───── Listed entries ─────

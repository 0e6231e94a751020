//! Scheduler loop — drives orchestrator ticks at a fixed interval.

use std::time::Duration;

use tokio::sync::watch;
use tokio::time::MissedTickBehavior;
use tracing::{debug, info};

use crate::orchestrator::Orchestrator;

/// Owns the orchestrator for the lifetime of the monitoring loop.
pub struct Scheduler {
    orchestrator: Orchestrator,
    interval: Duration,
}

impl Scheduler {
    pub fn new(orchestrator: Orchestrator, interval: Duration) -> Self {
        Self {
            orchestrator,
            interval,
        }
    }

    /// Tick until the shutdown signal flips (or its sender goes away).
    ///
    /// The first tick runs immediately. Shutdown is only observed between
    /// ticks, so an in-flight tick always completes. A tick that overruns
    /// the interval causes the missed slot to be skipped, not queued.
    /// Returns the orchestrator so the caller can inspect final state.
    pub async fn run(mut self, mut shutdown: watch::Receiver<bool>) -> Orchestrator {
        info!(
            interval_ms = self.interval.as_millis() as u64,
            services = self.orchestrator.services().len(),
            "scheduler started"
        );

        let mut ticker = tokio::time::interval(self.interval);
        ticker.set_missed_tick_behavior(MissedTickBehavior::Skip);
        let mut ticks: u64 = 0;

        loop {
            if *shutdown.borrow() {
                break;
            }
            tokio::select! {
                biased;
                changed = shutdown.changed() => {
                    if changed.is_err() || *shutdown.borrow() {
                        break;
                    }
                    continue;
                }
                _ = ticker.tick() => {}
            }

            ticks += 1;
            debug!(tick = ticks, "tick starting");
            self.orchestrator.tick().await;
        }

        info!(ticks, "scheduler shutting down");
        self.orchestrator
    }
}

#[cfg(test)]
mod tests {
    use super::*;
    use std::sync::atomic::{AtomicUsize, Ordering};
    use std::sync::Arc;

    use healwatch_core::ServiceSpec;
    use healwatch_notify::LogNotifier;
    use healwatch_state::StateStore;

    use crate::orchestrator::ServiceStatus;
    use crate::probe::{ProbeFuture, ProbeOutcome, Prober};

    /// Healthy prober that takes `delay` per probe and tracks concurrency.
    struct SlowProber {
        delay: Duration,
        calls: AtomicUsize,
        in_flight: AtomicUsize,
        max_in_flight: AtomicUsize,
    }

    impl SlowProber {
        fn new(delay: Duration) -> Arc<Self> {
            Arc::new(Self {
                delay,
                calls: AtomicUsize::new(0),
                in_flight: AtomicUsize::new(0),
                max_in_flight: AtomicUsize::new(0),
            })
        }
    }

    impl Prober for SlowProber {
        fn probe<'a>(&'a self, _spec: &'a ServiceSpec) -> ProbeFuture<'a> {
            Box::pin(async move {
                let now = self.in_flight.fetch_add(1, Ordering::SeqCst) + 1;
                self.max_in_flight.fetch_max(now, Ordering::SeqCst);
                tokio::time::sleep(self.delay).await;
                self.in_flight.fetch_sub(1, Ordering::SeqCst);
                self.calls.fetch_add(1, Ordering::SeqCst);
                ProbeOutcome::healthy(self.delay)
            })
        }
    }

    fn scheduler(prober: Arc<SlowProber>, interval: Duration) -> Scheduler {
        let store = StateStore::open_in_memory().unwrap();
        let orch = Orchestrator::new(
            vec![ServiceSpec::new("api", "true")],
            Arc::new(store),
            Arc::new(LogNotifier),
        )
        .with_prober(prober);
        Scheduler::new(orch, interval)
    }

    #[tokio::test(start_paused = true)]
    async fn ticks_at_interval_until_shutdown() {
        let prober = SlowProber::new(Duration::from_millis(10));
        let (tx, rx) = watch::channel(false);
        let handle = tokio::spawn(scheduler(prober.clone(), Duration::from_secs(30)).run(rx));

        // Ticks at t=0, 30, 60, 90.
        tokio::time::sleep(Duration::from_secs(100)).await;
        tx.send(true).unwrap();
        let orch = handle.await.unwrap();

        assert_eq!(prober.calls.load(Ordering::SeqCst), 4);
        assert_eq!(orch.state("api").unwrap().status, ServiceStatus::Up);
    }

    #[tokio::test(start_paused = true)]
    async fn shutdown_waits_for_in_flight_tick() {
        let prober = SlowProber::new(Duration::from_secs(5));
        let (tx, rx) = watch::channel(false);
        let handle = tokio::spawn(scheduler(prober.clone(), Duration::from_secs(30)).run(rx));

        // Signal mid-probe.
        tokio::time::sleep(Duration::from_secs(1)).await;
        tx.send(true).unwrap();
        let orch = handle.await.unwrap();

        assert_eq!(prober.calls.load(Ordering::SeqCst), 1);
        assert_eq!(orch.state("api").unwrap().status, ServiceStatus::Up);
    }

    #[tokio::test(start_paused = true)]
    async fn overrunning_ticks_are_skipped_not_queued() {
        // Each tick takes 2.5 intervals.
        let prober = SlowProber::new(Duration::from_millis(2500));
        let (tx, rx) = watch::channel(false);
        let handle = tokio::spawn(scheduler(prober.clone(), Duration::from_secs(1)).run(rx));

        tokio::time::sleep(Duration::from_millis(8800)).await;
        tx.send(true).unwrap();
        handle.await.unwrap();

        // Back-to-back ticks, never a backlog of ten.
        let calls = prober.calls.load(Ordering::SeqCst);
        assert!((3..=4).contains(&calls), "calls = {calls}");
        assert_eq!(prober.max_in_flight.load(Ordering::SeqCst), 1);
    }

    #[tokio::test(start_paused = true)]
    async fn already_cancelled_runs_nothing() {
        let prober = SlowProber::new(Duration::from_millis(10));
        let (_tx, rx) = watch::channel(true);
        scheduler(prober.clone(), Duration::from_secs(1)).run(rx).await;
        assert_eq!(prober.calls.load(Ordering::SeqCst), 0);
    }

    #[tokio::test(start_paused = true)]
    async fn dropped_sender_stops_loop() {
        let prober = SlowProber::new(Duration::from_millis(10));
        let (tx, rx) = watch::channel(false);
        let handle = tokio::spawn(scheduler(prober.clone(), Duration::from_secs(1)).run(rx));
        tokio::time::sleep(Duration::from_millis(1500)).await;
        drop(tx);
        handle.await.unwrap();
        assert_eq!(prober.calls.load(Ordering::SeqCst), 2);
    }
}
//! Configuration errors. All of them are fatal at startup.

use std::path::PathBuf;

use thiserror::Error;

#[derive(Debug, Error)]
pub enum ConfigError {
    #[error("failed to read config {path}: {source}")]
    Read {
        path: PathBuf,
        source: std::io::Error,
    },

    #[error("failed to parse config: {0}")]
    Parse(#[from] toml::de::Error),

    #[error("no services configured")]
    NoServices,

    #[error("service name must not be empty")]
    EmptyName,

    #[error("duplicate service name: {0}")]
    DuplicateService(String),

    #[error("service {0}: probe must not be empty")]
    EmptyProbe(String),

    #[error("{field}: invalid duration {value:?}")]
    InvalidDuration { field: String, value: String },

    #[error("{0}: duration must be greater than zero")]
    ZeroDuration(String),

    #[error("notifier webhook_url must be an http(s) URL, got {0:?}")]
    InvalidWebhook(String),
}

─────

Give the listing once more, unchanged in every line.

repository 0e6231e94a751020
//! Scheduler loop — drives orchestrator ticks at a fixed interval.

use std::time::Duration;

use tokio::sync::watch;
use tokio::time::MissedTickBehavior;
use tracing::{debug, info};

use crate::orchestrator::Orchestrator;

/// Owns the orchestrator for the lifetime of the monitoring loop.
pub struct Scheduler {
    orchestrator: Orchestrator,
    interval: Duration,
}

impl Scheduler {
    pub fn new(orchestrator: Orchestrator, interval: Duration) -> Self {
        Self {
            orchestrator,
            interval,
        }
    }

    /// Tick until the shutdown signal flips (or its sender goes away).
    ///
    /// The first tick runs immediately. Shutdown is only observed between
    /// ticks, so an in-flight tick always completes. A tick that overruns
    /// the interval causes the missed slot to be skipped, not queued.
    /// Returns the orchestrator so the caller can inspect final state.
    pub async fn run(mut self, mut shutdown: watch::Receiver<bool>) -> Orchestrator {
        info!(
            interval_ms = self.interval.as_millis() as u64,
            services = self.orchestrator.services().len(),
            "scheduler started"
        );

        let mut ticker = tokio::time::interval(self.interval);
        ticker.set_missed_tick_behavior(MissedTickBehavior::Skip);
        let mut ticks: u64 = 0;

        loop {
            if *shutdown.borrow() {
                break;
            }
            tokio::select! {
                biased;
                changed = shutdown.changed() => {
                    if changed.is_err() || *shutdown.borrow() {
                        break;
                    }
                    continue;
                }
                _ = ticker.tick() => {}
            }

            ticks += 1;
            debug!(tick = ticks, "tick starting");
            self.orchestrator.tick().await;
        }

        info!(ticks, "scheduler shutting down");
        self.orchestrator
    }
}

#[cfg(test)]
mod tests {
    use super::*;
    use std::sync::atomic::{AtomicUsize, Ordering};
    use std::sync::Arc;

    use healwatch_core::ServiceSpec;
    use healwatch_notify::LogNotifier;
    use healwatch_state::StateStore;

    use crate::orchestrator::ServiceStatus;
    use crate::probe::{ProbeFuture, ProbeOutcome, Prober};

    /// Healthy prober that takes `delay` per probe and tracks concurrency.
    struct SlowProber {
        delay: Duration,
        calls: AtomicUsize,
        in_flight: AtomicUsize,
        max_in_flight: AtomicUsize,
    }

    impl SlowProber {
        fn new(delay: Duration) -> Arc<Self> {
            Arc::new(Self {
                delay,
                calls: AtomicUsize::new(0),
                in_flight: AtomicUsize::new(0),
                max_in_flight: AtomicUsize::new(0),
            })
        }
    }

    impl Prober for SlowProber {
        fn probe<'a>(&'a self, _spec: &'a ServiceSpec) -> ProbeFuture<'a> {
            Box::pin(async move {
                let now = self.in_flight.fetch_add(1, Ordering::SeqCst) + 1;
                self.max_in_flight.fetch_max(now, Ordering::SeqCst);
                tokio::time::sleep(self.delay).await;
                self.in_flight.fetch_sub(1, Ordering::SeqCst);
                self.calls.fetch_add(1, Ordering::SeqCst);
                ProbeOutcome::healthy(self.delay)
            })
        }
    }

    fn scheduler(prober: Arc<SlowProber>, interval: Duration) -> Scheduler {
        let store = StateStore::open_in_memory().unwrap();
        let orch = Orchestrator::new(
            vec![ServiceSpec::new("api", "true")],
            Arc::new(store),
            Arc::new(LogNotifier),
        )
        .with_prober(prober);
        Scheduler::new(orch, interval)
    }

    #[tokio::test(start_paused = true)]
    async fn ticks_at_interval_until_shutdown() {
        let prober = SlowProber::new(Duration::from_millis(10));
        let (tx, rx) = watch::channel(false);
        let handle = tokio::spawn(scheduler(prober.clone(), Duration::from_secs(30)).run(rx));

        // Ticks at t=0, 30, 60, 90.
        tokio::time::sleep(Duration::from_secs(100)).await;
        tx.send(true).unwrap();
        let orch = handle.await.unwrap();

        assert_eq!(prober.calls.load(Ordering::SeqCst), 4);
        assert_eq!(orch.state("api").unwrap().status, ServiceStatus::Up);
    }

    #[tokio::test(start_paused = true)]
    async fn shutdown_waits_for_in_flight_tick() {
        let prober = SlowProber::new(Duration::from_secs(5));
        let (tx, rx) = watch::channel(false);
        let handle = tokio::spawn(scheduler(prober.clone(), Duration::from_secs(30)).run(rx));

        // Signal mid-probe.
        tokio::time::sleep(Duration::from_secs(1)).await;
        tx.send(true).unwrap();
        let orch = handle.await.unwrap();

        assert_eq!(prober.calls.load(Ordering::SeqCst), 1);
        assert_eq!(orch.state("api").unwrap().status, ServiceStatus::Up);
    }

    #[tokio::test(start_paused = true)]
    async fn overrunning_ticks_are_skipped_not_queued() {
        // Each tick takes 2.5 intervals.
        let prober = SlowProber::new(Duration::from_millis(2500));
        let (tx, rx) = watch::channel(false);
        let handle = tokio::spawn(scheduler(prober.clone(), Duration::from_secs(1)).run(rx));

        tokio::time::sleep(Duration::from_millis(8800)).await;
        tx.send(true).unwrap();
        handle.await.unwrap();

        // Back-to-back ticks, never a backlog of ten.
        let calls = prober.calls.load(Ordering::SeqCst);
        assert!((3..=4).contains(&calls), "calls = {calls}");
        assert_eq!(prober.max_in_flight.load(Ordering::SeqCst), 1);
    }

    #[tokio::test(start_paused = true)]
    async fn already_cancelled_runs_nothing() {
        let prober = SlowProber::new(Duration::from_millis(10));
        let (_tx, rx) = watch::channel(true);
        scheduler(prober.clone(), Duration::from_secs(1)).run(rx).await;
        assert_eq!(prober.calls.load(Ordering::SeqCst), 0);
    }

    #[tokio::test(start_paused = true)]
    async fn dropped_sender_stops_loop() {
        let prober = SlowProber::new(Duration::from_millis(10));
        let (tx, rx) = watch::channel(false);
        let handle = tokio::spawn(scheduler(prober.clone(), Duration::from_secs(1)).run(rx));
        tokio::time::sleep(Duration::from_millis(1500)).await;
        drop(tx);
        handle.await.unwrap();
        assert_eq!(prober.calls.load(Ordering::SeqCst), 2);
    }
}
//! Configuration errors. All of them are fatal at startup.

use std::path::PathBuf;

use thiserror::Error;

#[derive(Debug, Error)]
pub enum ConfigError {
    #[error("failed to read config {path}: {source}")]
    Read {
        path: PathBuf,
        source: std::io::Error,
    },

    #[error("failed to parse config: {0}")]
    Parse(#[from] toml::de::Error),

    #[error("no services configured")]
    NoServices,

    #[error("service name must not be empty")]
    EmptyName,

    #[error("duplicate service name: {0}")]
    DuplicateService(String),

    #[error("service {0}: probe must not be empty")]
    EmptyProbe(String),

    #[error("{field}: invalid duration {value:?}")]
    InvalidDuration { field: String, value: String },

    #[error("{0}: duration must be greater than zero")]
    ZeroDuration(String),

    #[error("notifier webhook_url must be an http(s) URL, got {0:?}")]
    InvalidWebhook(String),
}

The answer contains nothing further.